» **Task details**
The lines to copy from the data below are those that hold the string "account".

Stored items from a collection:
§ §
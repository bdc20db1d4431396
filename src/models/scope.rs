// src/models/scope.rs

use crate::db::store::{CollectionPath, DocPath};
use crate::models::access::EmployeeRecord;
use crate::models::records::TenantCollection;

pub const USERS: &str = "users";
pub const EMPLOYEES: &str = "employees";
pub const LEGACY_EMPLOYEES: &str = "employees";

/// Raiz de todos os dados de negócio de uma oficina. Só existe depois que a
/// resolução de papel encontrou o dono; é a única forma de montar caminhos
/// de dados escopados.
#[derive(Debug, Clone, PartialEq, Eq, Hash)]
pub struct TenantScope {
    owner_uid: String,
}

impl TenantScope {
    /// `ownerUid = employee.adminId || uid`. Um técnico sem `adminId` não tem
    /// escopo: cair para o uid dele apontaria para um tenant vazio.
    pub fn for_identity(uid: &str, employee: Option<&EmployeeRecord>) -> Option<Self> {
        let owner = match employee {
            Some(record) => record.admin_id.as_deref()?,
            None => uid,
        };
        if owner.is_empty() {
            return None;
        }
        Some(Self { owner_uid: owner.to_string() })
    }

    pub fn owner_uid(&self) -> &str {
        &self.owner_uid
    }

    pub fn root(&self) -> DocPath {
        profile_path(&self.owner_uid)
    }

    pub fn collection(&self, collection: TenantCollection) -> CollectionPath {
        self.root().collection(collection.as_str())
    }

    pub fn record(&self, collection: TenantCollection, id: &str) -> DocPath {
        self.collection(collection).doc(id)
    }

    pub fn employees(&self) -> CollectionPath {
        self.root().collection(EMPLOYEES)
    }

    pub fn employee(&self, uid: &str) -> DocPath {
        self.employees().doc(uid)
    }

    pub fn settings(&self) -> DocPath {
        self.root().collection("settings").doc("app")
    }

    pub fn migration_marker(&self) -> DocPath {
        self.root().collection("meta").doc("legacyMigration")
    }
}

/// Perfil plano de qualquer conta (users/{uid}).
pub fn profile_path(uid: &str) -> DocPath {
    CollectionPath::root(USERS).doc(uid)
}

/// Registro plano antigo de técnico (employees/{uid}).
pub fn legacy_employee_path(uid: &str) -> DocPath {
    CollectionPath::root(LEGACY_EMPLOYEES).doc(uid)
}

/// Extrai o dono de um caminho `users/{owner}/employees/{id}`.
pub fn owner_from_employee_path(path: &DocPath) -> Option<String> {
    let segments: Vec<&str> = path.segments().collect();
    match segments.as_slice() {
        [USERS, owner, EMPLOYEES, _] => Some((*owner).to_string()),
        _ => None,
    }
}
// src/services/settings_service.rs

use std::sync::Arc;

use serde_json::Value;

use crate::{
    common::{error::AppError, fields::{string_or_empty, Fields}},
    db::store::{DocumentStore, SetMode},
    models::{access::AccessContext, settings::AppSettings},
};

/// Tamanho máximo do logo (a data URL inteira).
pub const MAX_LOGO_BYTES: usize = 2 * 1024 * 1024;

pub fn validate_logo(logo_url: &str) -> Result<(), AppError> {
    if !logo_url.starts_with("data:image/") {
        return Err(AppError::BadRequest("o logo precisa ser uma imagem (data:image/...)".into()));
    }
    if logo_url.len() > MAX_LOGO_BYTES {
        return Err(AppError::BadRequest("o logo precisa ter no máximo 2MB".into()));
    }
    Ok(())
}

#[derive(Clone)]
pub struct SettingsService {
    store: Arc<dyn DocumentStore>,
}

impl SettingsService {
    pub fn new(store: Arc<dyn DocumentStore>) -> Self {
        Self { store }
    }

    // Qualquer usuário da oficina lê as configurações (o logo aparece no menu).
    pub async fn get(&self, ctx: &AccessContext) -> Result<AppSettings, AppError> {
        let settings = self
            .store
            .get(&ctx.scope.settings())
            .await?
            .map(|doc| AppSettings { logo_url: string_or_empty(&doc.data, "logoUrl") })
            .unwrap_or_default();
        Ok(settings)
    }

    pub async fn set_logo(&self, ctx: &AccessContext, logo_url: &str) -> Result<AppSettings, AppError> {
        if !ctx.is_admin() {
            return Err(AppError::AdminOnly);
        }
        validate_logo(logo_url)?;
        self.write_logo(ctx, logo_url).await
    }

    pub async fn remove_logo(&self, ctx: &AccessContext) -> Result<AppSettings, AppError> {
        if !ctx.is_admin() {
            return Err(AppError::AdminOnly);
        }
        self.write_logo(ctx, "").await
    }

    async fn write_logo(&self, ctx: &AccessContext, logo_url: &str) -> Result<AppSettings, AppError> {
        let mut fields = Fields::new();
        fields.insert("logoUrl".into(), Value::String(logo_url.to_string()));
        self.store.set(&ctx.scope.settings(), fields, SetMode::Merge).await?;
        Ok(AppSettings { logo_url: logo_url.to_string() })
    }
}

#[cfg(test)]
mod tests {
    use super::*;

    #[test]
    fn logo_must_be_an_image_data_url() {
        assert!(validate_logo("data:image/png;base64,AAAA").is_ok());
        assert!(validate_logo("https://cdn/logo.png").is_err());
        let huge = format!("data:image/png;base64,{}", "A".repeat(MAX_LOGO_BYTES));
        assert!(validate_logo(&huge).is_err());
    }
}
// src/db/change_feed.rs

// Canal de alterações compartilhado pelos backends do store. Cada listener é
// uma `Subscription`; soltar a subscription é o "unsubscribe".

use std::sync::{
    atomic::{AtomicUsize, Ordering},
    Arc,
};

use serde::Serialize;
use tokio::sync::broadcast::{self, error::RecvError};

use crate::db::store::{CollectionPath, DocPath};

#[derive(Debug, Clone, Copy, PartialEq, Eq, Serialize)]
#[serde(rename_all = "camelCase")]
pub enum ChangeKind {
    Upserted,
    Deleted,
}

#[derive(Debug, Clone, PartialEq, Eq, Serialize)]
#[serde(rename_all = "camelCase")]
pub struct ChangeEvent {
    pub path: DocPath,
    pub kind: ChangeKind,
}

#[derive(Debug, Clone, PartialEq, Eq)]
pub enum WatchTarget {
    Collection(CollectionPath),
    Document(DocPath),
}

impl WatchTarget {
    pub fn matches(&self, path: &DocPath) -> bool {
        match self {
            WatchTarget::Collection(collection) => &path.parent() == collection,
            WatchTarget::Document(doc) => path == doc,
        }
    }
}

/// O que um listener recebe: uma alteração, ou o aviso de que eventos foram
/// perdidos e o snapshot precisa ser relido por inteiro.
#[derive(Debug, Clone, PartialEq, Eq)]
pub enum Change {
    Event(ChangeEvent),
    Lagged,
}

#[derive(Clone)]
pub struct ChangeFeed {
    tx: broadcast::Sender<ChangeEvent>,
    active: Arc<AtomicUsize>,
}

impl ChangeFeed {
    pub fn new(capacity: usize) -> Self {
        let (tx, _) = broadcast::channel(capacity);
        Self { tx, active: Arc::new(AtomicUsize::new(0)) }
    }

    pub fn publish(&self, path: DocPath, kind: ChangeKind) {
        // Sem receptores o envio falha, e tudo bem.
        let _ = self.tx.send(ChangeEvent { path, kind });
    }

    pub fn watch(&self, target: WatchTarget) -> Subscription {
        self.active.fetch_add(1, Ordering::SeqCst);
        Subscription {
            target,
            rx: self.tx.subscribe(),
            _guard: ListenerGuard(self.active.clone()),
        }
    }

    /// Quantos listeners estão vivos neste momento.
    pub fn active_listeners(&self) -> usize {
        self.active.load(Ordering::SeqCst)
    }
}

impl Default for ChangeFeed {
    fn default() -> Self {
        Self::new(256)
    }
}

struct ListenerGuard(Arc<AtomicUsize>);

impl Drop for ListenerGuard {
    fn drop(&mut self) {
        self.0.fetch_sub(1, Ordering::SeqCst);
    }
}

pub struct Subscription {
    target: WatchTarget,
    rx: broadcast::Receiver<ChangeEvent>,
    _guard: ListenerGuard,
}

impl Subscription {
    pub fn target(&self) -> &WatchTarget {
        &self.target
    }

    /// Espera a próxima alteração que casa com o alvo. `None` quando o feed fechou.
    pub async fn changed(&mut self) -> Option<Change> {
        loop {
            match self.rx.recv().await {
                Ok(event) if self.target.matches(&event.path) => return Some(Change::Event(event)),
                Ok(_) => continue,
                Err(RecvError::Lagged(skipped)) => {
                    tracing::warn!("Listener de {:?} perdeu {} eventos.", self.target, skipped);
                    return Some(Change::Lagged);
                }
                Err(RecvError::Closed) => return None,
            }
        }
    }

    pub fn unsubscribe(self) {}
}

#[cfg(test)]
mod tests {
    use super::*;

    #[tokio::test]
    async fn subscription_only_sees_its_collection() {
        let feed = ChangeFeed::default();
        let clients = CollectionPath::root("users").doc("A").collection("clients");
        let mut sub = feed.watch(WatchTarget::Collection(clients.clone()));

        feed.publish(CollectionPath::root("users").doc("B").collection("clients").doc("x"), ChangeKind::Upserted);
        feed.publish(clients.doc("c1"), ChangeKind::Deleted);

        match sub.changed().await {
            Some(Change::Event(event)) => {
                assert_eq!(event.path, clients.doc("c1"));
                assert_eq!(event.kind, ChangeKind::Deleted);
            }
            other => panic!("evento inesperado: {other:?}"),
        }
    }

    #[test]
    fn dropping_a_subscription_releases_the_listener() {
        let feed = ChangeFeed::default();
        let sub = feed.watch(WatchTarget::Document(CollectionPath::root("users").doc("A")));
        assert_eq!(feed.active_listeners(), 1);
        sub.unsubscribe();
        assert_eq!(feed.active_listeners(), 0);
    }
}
§ §
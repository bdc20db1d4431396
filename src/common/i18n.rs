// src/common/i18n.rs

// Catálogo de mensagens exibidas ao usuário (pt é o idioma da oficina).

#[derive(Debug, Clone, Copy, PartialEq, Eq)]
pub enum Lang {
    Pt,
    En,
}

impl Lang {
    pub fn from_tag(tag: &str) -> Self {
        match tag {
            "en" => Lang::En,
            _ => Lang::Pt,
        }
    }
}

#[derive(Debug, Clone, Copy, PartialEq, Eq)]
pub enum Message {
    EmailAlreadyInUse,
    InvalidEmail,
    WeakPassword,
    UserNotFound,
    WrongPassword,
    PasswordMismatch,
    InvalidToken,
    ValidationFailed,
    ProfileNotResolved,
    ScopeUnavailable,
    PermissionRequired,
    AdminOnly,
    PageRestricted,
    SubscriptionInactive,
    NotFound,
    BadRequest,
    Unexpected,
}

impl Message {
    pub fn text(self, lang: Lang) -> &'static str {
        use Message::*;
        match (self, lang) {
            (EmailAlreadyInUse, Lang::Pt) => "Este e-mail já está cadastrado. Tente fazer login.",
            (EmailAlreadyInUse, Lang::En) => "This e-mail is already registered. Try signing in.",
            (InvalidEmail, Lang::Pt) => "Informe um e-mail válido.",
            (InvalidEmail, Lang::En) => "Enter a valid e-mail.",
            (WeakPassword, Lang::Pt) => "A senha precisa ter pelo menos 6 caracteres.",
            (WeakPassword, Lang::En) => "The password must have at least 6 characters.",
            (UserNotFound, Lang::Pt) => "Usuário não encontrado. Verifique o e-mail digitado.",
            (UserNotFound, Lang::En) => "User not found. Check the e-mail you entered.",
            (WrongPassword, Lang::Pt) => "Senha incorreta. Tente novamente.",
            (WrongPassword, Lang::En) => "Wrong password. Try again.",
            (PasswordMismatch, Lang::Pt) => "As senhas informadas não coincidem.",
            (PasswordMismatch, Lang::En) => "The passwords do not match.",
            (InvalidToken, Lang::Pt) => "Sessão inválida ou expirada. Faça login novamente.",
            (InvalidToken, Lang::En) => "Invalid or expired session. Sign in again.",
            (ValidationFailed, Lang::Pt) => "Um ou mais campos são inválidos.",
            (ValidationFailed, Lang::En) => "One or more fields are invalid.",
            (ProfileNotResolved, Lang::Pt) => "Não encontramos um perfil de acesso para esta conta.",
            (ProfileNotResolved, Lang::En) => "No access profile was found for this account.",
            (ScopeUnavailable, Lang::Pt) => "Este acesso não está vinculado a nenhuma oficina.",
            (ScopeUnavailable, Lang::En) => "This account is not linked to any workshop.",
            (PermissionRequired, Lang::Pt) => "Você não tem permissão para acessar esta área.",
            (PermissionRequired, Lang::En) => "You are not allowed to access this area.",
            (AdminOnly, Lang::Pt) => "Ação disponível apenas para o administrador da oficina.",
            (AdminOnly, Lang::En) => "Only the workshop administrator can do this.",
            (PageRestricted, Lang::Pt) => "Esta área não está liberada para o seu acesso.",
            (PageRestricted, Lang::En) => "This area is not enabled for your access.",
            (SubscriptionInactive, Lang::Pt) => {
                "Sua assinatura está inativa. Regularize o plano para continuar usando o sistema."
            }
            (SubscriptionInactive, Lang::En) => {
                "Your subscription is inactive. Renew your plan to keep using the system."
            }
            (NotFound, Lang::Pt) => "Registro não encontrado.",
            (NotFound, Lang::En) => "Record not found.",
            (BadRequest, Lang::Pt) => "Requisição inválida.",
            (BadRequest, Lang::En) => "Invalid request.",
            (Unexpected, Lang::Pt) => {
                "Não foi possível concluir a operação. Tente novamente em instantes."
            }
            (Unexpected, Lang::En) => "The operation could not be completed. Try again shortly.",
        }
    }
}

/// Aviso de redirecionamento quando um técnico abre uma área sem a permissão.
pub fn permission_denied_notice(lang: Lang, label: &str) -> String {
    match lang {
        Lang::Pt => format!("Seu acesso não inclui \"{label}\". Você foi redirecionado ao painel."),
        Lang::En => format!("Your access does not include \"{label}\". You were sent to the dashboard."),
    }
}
§ §
» **Output for this exercise**
            (ProfileNotResolved, Lang::En) => "No access profile was found for this account.",
            (ScopeUnavailable, Lang::En) => "This account is not linked to any workshop.",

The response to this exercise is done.